A California bill affecting pomegranate juice claims
The Capitol Weekly reports:
The issue is pomegranate juice, a tart, healthful beverage rife with anti-oxidants and increasingly popular with the public. About four out of five pomegranates are grown outside the country. Of those grown in the U.S., most are grown in California, where some 250 farmers produce commercial pomegranates on some 35,000 acres, according to a Senate analysis. The yield is worth about $75 million annually.
“There is no doubt that if this bill gets approved there is going to be a turf war,” said K.C. Pomering, a fifth-generation pomegranate farmer in Madera. “The question is, do we really need this?”
The largest producer and distributor of pomegranate juice in the country is POM Wonderful, which is owned by California billionaire Stewart Resnick, a significant figure in California politics and the owner of Paramount Farms, the Franklin Mint and Teleflora. Resnick is a major donor to legislators of both major parties and to political campaigns, including more than $197,000 in 2007-08. The “Wonderful” in POM Wonderful, aside from the marketing benefit, also refers to a variety of pomegranate known as a Wonderful, grown in California. There are at least 300 varieties of pomegranates. All of POM Wonderful’s pomegranates are grown in the California’s Central Valley.
POM Wonderful and a coalition called the Partnership for Unadulterated, Real and Ethical Pomegranate Juice want California to adopt stringent rules governing the ability of pomegranate-juice sellers to list their product as “100 percent pure.” POM notes that it doesn’t buy foreign pomegranate juice - which may be cut with filler juices - and that it is the “only brand that controls its pomegranate juice from tree to bottle.”
“POM is the only brand guaranteed to contain 100 percent authentic pomegranate juice,” POM Wonderful says on its web site, noting that a number studies have documented the health benefits of pomegranate juice.
POM and its allies -- who, somewhat surprisingly, include the American Federation of State, County and Municipal Employees -- backed a bill that earlier set forth a series of scientific markers, based on information developed by studies that, among other things, detailed the chemical profile that contains the attributes of pure pomegranate juice.
AFSCME said the bill, SB 190, extols truth in advertising and that any dilution of pomegranate juice cuts its health benefits. Sen. Rod Wright, D-Inglewwod, who is carrying the bill, agreed.
“It only seeks to define what 100 percent is.

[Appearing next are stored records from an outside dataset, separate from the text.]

/*!
The JSON handed to the map surface. The surface draws whatever it is given, so everything about how a layer
looks is decided here.
*/

use geojson::Feature;
use geojson::FeatureCollection;
use geojson::JsonObject;
use geojson::JsonValue;
use serde::Serialize;

use crate::algorithms::view::ViewDescriptor;
use crate::errors::CommandError;
use crate::geometry::AttributeValue;
use crate::geometry::GeometryCollection;
use crate::layers::Layer;
use crate::layers::LayerCategory;
use crate::layers::Rgba;

pub(crate) const MAP_STYLE: &str = "https://basemaps.cartocdn.com/gl/positron-gl-style/style.json";

#[derive(Clone,Copy,Debug,PartialEq)]
struct LayerStyle {
    stroke_color: Rgba,
    stroke_width: u8,
    opacity: f64
}

impl LayerStyle {

    const fn for_category(category: LayerCategory) -> Self {
        match category {
            LayerCategory::Base => Self {
                stroke_color: [0,0,0,255],
                stroke_width: 1,
                opacity: 0.7
            },
            LayerCategory::User => Self {
                stroke_color: [255,0,0,255],
                stroke_width: 2,
                opacity: 0.8
            }
        }
    }
}

#[derive(Debug,Serialize)]
pub(crate) struct RenderLayer {
    pub(crate) name: String,
    pub(crate) geometry: FeatureCollection,
    pub(crate) fill_color: Rgba,
    pub(crate) stroke_color: Rgba,
    pub(crate) stroke_width: u8,
    pub(crate) opacity: f64
}

impl RenderLayer {

    pub(crate) fn from_layer(layer: &Layer) -> Self {
        let style = LayerStyle::for_category(layer.category());
        Self {
            name: layer.name().to_owned(),
            geometry: to_feature_collection(layer.geometry()),
            fill_color: layer.fill_color(),
            stroke_color: style.stroke_color,
            stroke_width: style.stroke_width,
            opacity: style.opacity
        }
    }
}

#[derive(Debug,Serialize)]
pub(crate) struct RenderPayload {
    pub(crate) view: ViewDescriptor,
    pub(crate) map_style: &'static str,
    pub(crate) layers: Vec<RenderLayer>
}

impl RenderPayload {

    /// Layers are drawn in the order given, so callers pass base layers first.
    pub(crate) fn new<'layer, Layers: IntoIterator<Item = &'layer Layer>>(view: ViewDescriptor, layers: Layers) -> Self {
        Self {
            view,
            map_style: MAP_STYLE,
            layers: layers.into_iter().map(RenderLayer::from_layer).collect()
        }
    }

    pub(crate) fn to_json(&self) -> Result<String,CommandError> {
        serde_json::to_string_pretty(self).map_err(|e| CommandError::PayloadWrite(format!("{e}")))
    }
}

fn attribute_to_json(value: &AttributeValue) -> JsonValue {
    match value {
        AttributeValue::Integer(value) => JsonValue::from(*value),
        // NaN and infinity have no JSON form, from gives them null
        AttributeValue::Real(value) => JsonValue::from(*value),
        AttributeValue::Text(value) => JsonValue::from(value.as_str()),
        AttributeValue::Null => JsonValue::Null,
    }
}

pub(crate) fn to_feature_collection(collection: &GeometryCollection) -> FeatureCollection {
    let features = collection.features().iter().map(|feature| {
        let properties: JsonObject = feature.attributes.iter().map(|(name,value)| (name.clone(),attribute_to_json(value))).collect();
        Feature {
            bbox: None,
            geometry: Some(geojson::Geometry::new(geojson::Value::from(&feature.geometry))),
            id: None,
            properties: Some(properties),
            foreign_members: None
        }
    }).collect();
    FeatureCollection {
        bbox: None,
        features,
        foreign_members: None
    }
}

If you want to call it “100 percent,” it has to be 100 percent,” Wright told an Assembly committee this week.
According to rivals of POM, those characteristics essentially gave POM Wonderful a competitive edge by freezing out other pomegranate producers whose product didn’t meet the chemical profile in the bill. The company itself said POM Wonderful was unique. “All of these studies featured patients who drank POM Wonderful 100 percent Pomegranate Juice, not any other brands.” The rivals include farmers and a national association representing juice producers, along with the California Nevada Soft Drink Association, which has members that own juice companies.

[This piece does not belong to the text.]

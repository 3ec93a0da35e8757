pub(crate) mod simplify;
pub(crate) mod view;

Wright has flatly rejected suggestions that the bill is intended to benefit POM Wonderful or any other single company. Studies of 45 different kinds of pomegranate juice from 23 different manufacturers showed that six of the 23 produced juice that met the 14-point criteria, not just POM Wonderful. The specifications by an entity called the International Multidimensional Authenticity Specification, or IMAS, were included in the bill.
But the Senate was suspicious, fearful that the legislation primarily benefited POM Wonderful. The upper house, which amended the bill five times, approved Wright’s legislation in a 36-1 bipartisan vote, but not before the specific IMAS criteria had been stripped from its language, among other changes. The result: The bill now requires the state Department of Public Health, which has opposed the bill as unnecessary, to study the issue and write regulations in two years. But there are rumors in both houses of the Legislature that the language removed by the Senate will be restored in the Assembly.

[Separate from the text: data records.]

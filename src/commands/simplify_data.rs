use std::path::Path;
use std::path::PathBuf;

use clap::Args;

use super::ManifestArg;
use super::Task;
use crate::algorithms::simplify::Tolerance;
use crate::algorithms::simplify::simplify;
use crate::errors::CommandError;
use crate::export::ContainerWriter;
use crate::layers::manifest::ContainerSource;
use crate::progress::ProgressObserver;
use crate::subcommand_def;
use crate::upload::loader::list_layers;
use crate::upload::loader::load_native;

subcommand_def!{
    /// Writes pre-simplified copies of the base layer GeoPackages, so the map has less to load
    pub(crate) struct SimplifyData {

        #[clap(flatten)]
        manifest_arg: ManifestArg,

        #[arg(long,default_value="custom_repository/data_simplified")]
        /// The folder to write the simplified GeoPackages to
        output_dir: PathBuf,

        #[arg(long)]
        /// Use this tolerance for every container instead of the ones in the manifest, in the containers' own units
        tolerance: Option<f64>,

    }
}

/// What happened to one container.
#[derive(Debug,Default,PartialEq)]
pub(crate) struct ContainerReport {
    pub(crate) written: Vec<String>,
    pub(crate) failed: Vec<String>,
    pub(crate) size_bytes: u64
}

impl ContainerReport {

    pub(crate) fn size_megabytes(&self) -> f64 {
        self.size_bytes as f64 / (1024.0 * 1024.0)
    }
}

/// Copies every layer in the container, not just the ones the manifest lists, simplified but not reprojected.
/// A layer that fails is left out and the rest carry on.
pub(crate) fn simplify_container<Progress: ProgressObserver>(source: &Path, target: &Path, tolerance: &Tolerance, progress: &mut Progress) -> Result<ContainerReport,CommandError> {
    let layers = list_layers(source)?;
    let mut report = ContainerReport::default();

    if let Some(parent) = target.parent() {
        std::fs::create_dir_all(parent)?;
    }
    let mut writer = ContainerWriter::create(target)?;

    for layer in layers {
        progress.message(|| format!("Simplifying {layer}."));
        let result = load_native(source, &layer, progress).and_then(|collection| {
            let collection = simplify(collection, tolerance, progress);
            writer.write_layer(&layer, &collection, progress)
        });
        match result {
            Ok(()) => report.written.push(layer),
            Err(err) => {
                progress.warning(|| format!("{layer}: {err}"));
                report.failed.push(layer)
            }
        }
    }

    writer.close()?;
    report.size_bytes = std::fs::metadata(target)?.len();
    Ok(report)
}

impl SimplifyData {

    fn tolerance_for(&self, container: &ContainerSource) -> Tolerance {
        self.tolerance.or(container.simplify_tolerance).map_or_else(Tolerance::default, Tolerance::Fixed)
    }
}

impl Task for SimplifyData {

    fn run<Progress: ProgressObserver>(self, progress: &mut Progress) -> Result<(),CommandError> {

        let manifest = self.manifest_arg.load()?;

        for container in manifest.containers() {
            let source = manifest.data_dir().join(&container.path);
            if !source.exists() {
                progress.warning(|| format!("{} not found",source.display()));
                continue;
            }

            progress.announce(&format!("Processing {}",container.path.display()));
            let target = self.output_dir.join(&container.path);
            match simplify_container(&source, &target, &self.tolerance_for(container), progress) {
                Ok(report) => {
                    progress.message(|| format!("{} layers written, {} failed. Size: {:.2} MB",report.written.len(),report.failed.len(),report.size_megabytes()));
                },
                Err(err) => progress.warning(|| format!("{}: {err}",source.display()))
            }
        }

        Ok(())

    }
}

#[cfg(test)]
mod test {
    use std::path::PathBuf;

    use tempfile::TempDir;

    use super::simplify_container;
    use super::SimplifyData;
    use super::ManifestArg;
    use crate::algorithms::simplify::Tolerance;
    use crate::layers::manifest::BaseManifest;
    use crate::upload::loader::list_layers;
    use crate::upload::loader::load_native;
    use crate::upload::loader::test::square;
    use crate::upload::loader::test::write_fixture;

    #[test]
    fn test_every_layer_is_copied() {
        let dir = TempDir::new().unwrap();
        let source = dir.path().join("Special_Category_Land.gpkg");
        write_fixture(&source, "GPKG", &[
            ("conservation_areas",Some(27700),&[("old town",square(450_000.0, 200_000.0, 800.0))]),
            ("open_greenspace",Some(27700),&[("park",square(451_000.0, 201_000.0, 200.0)),("green",square(452_000.0, 202_000.0, 50.0))]),
        ]);
        let target = dir.path().join("simplified").join("Special_Category_Land.gpkg");

        let report = simplify_container(&source, &target, &Tolerance::Fixed(1.0), &mut ()).unwrap();
        assert_eq!(report.written,vec!["conservation_areas".to_owned(),"open_greenspace".to_owned()]);
        assert!(report.failed.is_empty());
        assert!(report.size_bytes > 0);

        assert_eq!(list_layers(&target).unwrap(),report.written);
        let copied = load_native(&target, "open_greenspace", &mut ()).unwrap();
        assert_eq!(copied.len(),2);
        // still in metres
        assert!(copied.bounding_box().unwrap().min_x > 400_000.0);
    }

    #[test]
    fn test_tolerance_override() {
        let command = SimplifyData {
            manifest_arg: ManifestArg {
                data_dir: PathBuf::from("data"),
                manifest: None
            },
            output_dir: PathBuf::from("out"),
            tolerance: None
        };
        let manifest = BaseManifest::builtin("data").unwrap();
        assert_eq!(command.tolerance_for(&manifest.containers()[0]),Tolerance::Fixed(0.0005));
        assert_eq!(command.tolerance_for(&manifest.containers()[1]),Tolerance::Fixed(0.003));

        let command = SimplifyData {
            tolerance: Some(0.01),
            ..command
        };
        assert_eq!(command.tolerance_for(&manifest.containers()[0]),Tolerance::Fixed(0.01));
    }

    #[test]
    fn test_simplify_in_place_keeps_the_layers() {
        let dir = TempDir::new().unwrap();
        let source = dir.path().join("Environmental_Designations.gpkg");
        write_fixture(&source, "GPKG", &[
            ("sssi",Some(27700),&[("heath",square(480_000.0, 150_000.0, 900.0))]),
            ("spa",Some(27700),&[("marsh",square(481_000.0, 151_000.0, 300.0))]),
        ]);

        let report = simplify_container(&source, &source, &Tolerance::Fixed(1.0), &mut ()).unwrap();
        assert_eq!(report.written,vec!["sssi".to_owned(),"spa".to_owned()]);
        assert!(report.failed.is_empty());

        assert_eq!(list_layers(&source).unwrap(),report.written);
        assert_eq!(load_native(&source, "sssi", &mut ()).unwrap().len(),1);
        assert_eq!(load_native(&source, "spa", &mut ()).unwrap().len(),1);
        assert_eq!(std::fs::read_dir(dir.path()).unwrap().count(),1);
    }
}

The bill emerged from the Assembly Health Committee this week and is expected to be heard by the Appropriations Committee. Committee Chairman Dave Jones, D-Sacramento, said he saw no indication from the language of the bill that it would allow unfair competition, as the bill’s critics contended.
Earlier, on July 1, the bill was changed - again - to say the proposed regulations would apply “regardless of the origin or source of the pomegranates.” The change occurred the same day that the Senate approved the bill. The lone dissenting vote was Sen. Mimi Walters, an Orange County Republican.
Critics believe the issue is federal, not state. “Every juice, not just pomegranate is regulated by the FDA (Food and Drug Administration). This bill ties the hands of California processors. What if Washington state has its own rules, or Florida does the same thing with orange juice? We have federal standards already in place,” Pomering said.
“The bill keeps changing. It’s a chameleon,” Pomering added.